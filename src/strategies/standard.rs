//! Layout where every image starts at the beginning of its slot.

use crate::{
    AreaId,
    area::FlashMap,
    manager::Config,
    strategies::{StartOffset, Strategy},
};

pub struct Standard;

impl Strategy for Standard {
    async fn start_offset<M: FlashMap>(
        &self,
        _map: &mut M,
        _config: &Config,
        _id: AreaId,
    ) -> StartOffset {
        StartOffset::START
    }
}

-----

| What the task asks |
Each line above is to be restated exactly.

| Problem solution |
filename src/strategies/standard.rs
//! Layout where every image starts at the beginning of its slot.

use crate::{
    AreaId,
    area::FlashMap,
    manager::Config,
    strategies::{StartOffset, Strategy},
};

pub struct Standard;

impl Strategy for Standard {
    async fn start_offset<M: FlashMap>(
        &self,
        _map: &mut M,
        _config: &Config,
        _id: AreaId,
    ) -> StartOffset {
        StartOffset::START
    }
}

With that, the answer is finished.